Assignment ▸ Exact reproduction required: the lines below from the line with "let response = client" to the line with "fn normalize_hit(hit: Hit)", both ends included, and no others.

(Excerpted records begins)

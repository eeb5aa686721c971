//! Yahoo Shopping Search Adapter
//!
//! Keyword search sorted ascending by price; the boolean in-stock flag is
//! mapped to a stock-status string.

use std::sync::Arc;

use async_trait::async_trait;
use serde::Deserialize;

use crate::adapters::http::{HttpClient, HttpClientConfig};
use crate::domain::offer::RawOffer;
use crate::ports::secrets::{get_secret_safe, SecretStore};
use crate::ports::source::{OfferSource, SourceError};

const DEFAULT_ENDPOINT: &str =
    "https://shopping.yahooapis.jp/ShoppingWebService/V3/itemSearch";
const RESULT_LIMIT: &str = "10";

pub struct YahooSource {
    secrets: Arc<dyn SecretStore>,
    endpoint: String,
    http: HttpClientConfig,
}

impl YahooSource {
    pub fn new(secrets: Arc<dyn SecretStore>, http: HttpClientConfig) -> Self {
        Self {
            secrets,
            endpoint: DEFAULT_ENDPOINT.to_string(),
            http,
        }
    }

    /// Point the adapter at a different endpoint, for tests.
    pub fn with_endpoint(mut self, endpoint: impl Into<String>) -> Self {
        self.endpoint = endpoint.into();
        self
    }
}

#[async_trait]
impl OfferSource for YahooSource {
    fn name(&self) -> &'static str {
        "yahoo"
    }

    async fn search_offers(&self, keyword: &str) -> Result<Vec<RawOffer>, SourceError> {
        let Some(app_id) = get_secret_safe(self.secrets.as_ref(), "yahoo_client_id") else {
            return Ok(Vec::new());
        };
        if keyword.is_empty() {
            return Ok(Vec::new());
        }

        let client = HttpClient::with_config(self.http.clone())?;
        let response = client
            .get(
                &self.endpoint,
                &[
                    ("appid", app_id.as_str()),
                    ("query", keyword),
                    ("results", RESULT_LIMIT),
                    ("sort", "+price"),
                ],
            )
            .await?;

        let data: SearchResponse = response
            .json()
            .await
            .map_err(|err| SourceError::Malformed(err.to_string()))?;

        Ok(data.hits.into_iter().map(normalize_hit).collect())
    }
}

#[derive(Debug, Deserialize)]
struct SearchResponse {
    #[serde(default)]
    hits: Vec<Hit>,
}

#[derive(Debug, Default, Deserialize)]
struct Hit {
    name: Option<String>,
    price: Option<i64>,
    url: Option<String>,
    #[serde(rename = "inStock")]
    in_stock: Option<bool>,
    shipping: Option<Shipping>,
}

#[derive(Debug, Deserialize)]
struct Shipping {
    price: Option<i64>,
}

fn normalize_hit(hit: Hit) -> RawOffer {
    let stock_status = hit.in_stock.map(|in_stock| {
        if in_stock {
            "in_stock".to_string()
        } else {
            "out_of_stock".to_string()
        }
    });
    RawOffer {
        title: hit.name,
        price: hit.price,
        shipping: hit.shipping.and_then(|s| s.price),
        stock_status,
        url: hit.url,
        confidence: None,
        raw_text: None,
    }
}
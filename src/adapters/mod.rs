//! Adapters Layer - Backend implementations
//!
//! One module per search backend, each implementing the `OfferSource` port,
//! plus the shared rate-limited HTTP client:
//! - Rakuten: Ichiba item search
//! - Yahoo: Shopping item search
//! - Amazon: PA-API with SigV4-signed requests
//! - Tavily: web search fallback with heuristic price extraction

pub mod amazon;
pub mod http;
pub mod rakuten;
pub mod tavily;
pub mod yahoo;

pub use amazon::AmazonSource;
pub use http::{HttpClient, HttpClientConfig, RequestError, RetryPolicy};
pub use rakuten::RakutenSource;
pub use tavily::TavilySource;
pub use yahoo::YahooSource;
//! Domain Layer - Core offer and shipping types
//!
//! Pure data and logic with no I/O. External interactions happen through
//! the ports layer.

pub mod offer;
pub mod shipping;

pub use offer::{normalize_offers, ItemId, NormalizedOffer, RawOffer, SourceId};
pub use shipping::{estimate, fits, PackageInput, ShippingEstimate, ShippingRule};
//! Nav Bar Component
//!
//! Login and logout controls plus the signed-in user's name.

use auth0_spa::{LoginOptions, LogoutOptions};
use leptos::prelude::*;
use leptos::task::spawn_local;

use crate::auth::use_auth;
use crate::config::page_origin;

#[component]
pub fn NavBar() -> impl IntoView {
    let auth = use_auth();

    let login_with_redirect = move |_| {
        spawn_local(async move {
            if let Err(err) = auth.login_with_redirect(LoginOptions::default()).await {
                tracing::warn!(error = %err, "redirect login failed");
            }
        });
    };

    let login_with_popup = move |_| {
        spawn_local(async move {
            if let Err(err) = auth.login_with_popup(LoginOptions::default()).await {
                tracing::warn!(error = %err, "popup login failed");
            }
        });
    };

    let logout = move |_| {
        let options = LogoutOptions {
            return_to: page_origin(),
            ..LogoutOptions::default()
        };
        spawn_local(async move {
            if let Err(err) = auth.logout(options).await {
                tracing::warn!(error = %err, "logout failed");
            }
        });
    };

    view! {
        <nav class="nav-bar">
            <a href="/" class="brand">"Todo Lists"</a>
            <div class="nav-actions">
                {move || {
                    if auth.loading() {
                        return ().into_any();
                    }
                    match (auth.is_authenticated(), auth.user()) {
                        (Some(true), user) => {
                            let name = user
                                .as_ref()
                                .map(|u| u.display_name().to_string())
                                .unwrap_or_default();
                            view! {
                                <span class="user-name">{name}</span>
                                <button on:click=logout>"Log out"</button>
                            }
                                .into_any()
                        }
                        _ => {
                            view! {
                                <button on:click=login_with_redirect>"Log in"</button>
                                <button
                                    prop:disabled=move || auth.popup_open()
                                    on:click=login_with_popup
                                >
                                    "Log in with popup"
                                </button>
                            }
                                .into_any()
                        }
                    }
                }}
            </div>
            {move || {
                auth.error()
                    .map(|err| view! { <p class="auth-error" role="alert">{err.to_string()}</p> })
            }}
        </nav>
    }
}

(Excerpted records ends)

Answer to the exercise ▸
        let response = client
            .get(
                &self.endpoint,
                &[
                    ("appid", app_id.as_str()),
                    ("query", keyword),
                    ("results", RESULT_LIMIT),
                    ("sort", "+price"),
                ],
            )
            .await?;

        let data: SearchResponse = response
            .json()
            .await
            .map_err(|err| SourceError::Malformed(err.to_string()))?;

        Ok(data.hits.into_iter().map(normalize_hit).collect())
    }
}

#[derive(Debug, Deserialize)]
struct SearchResponse {
    #[serde(default)]
    hits: Vec<Hit>,
}

#[derive(Debug, Default, Deserialize)]
struct Hit {
    name: Option<String>,
    price: Option<i64>,
    url: Option<String>,
    #[serde(rename = "inStock")]
    in_stock: Option<bool>,
    shipping: Option<Shipping>,
}

#[derive(Debug, Deserialize)]
struct Shipping {
    price: Option<i64>,
}

fn normalize_hit(hit: Hit) -> RawOffer {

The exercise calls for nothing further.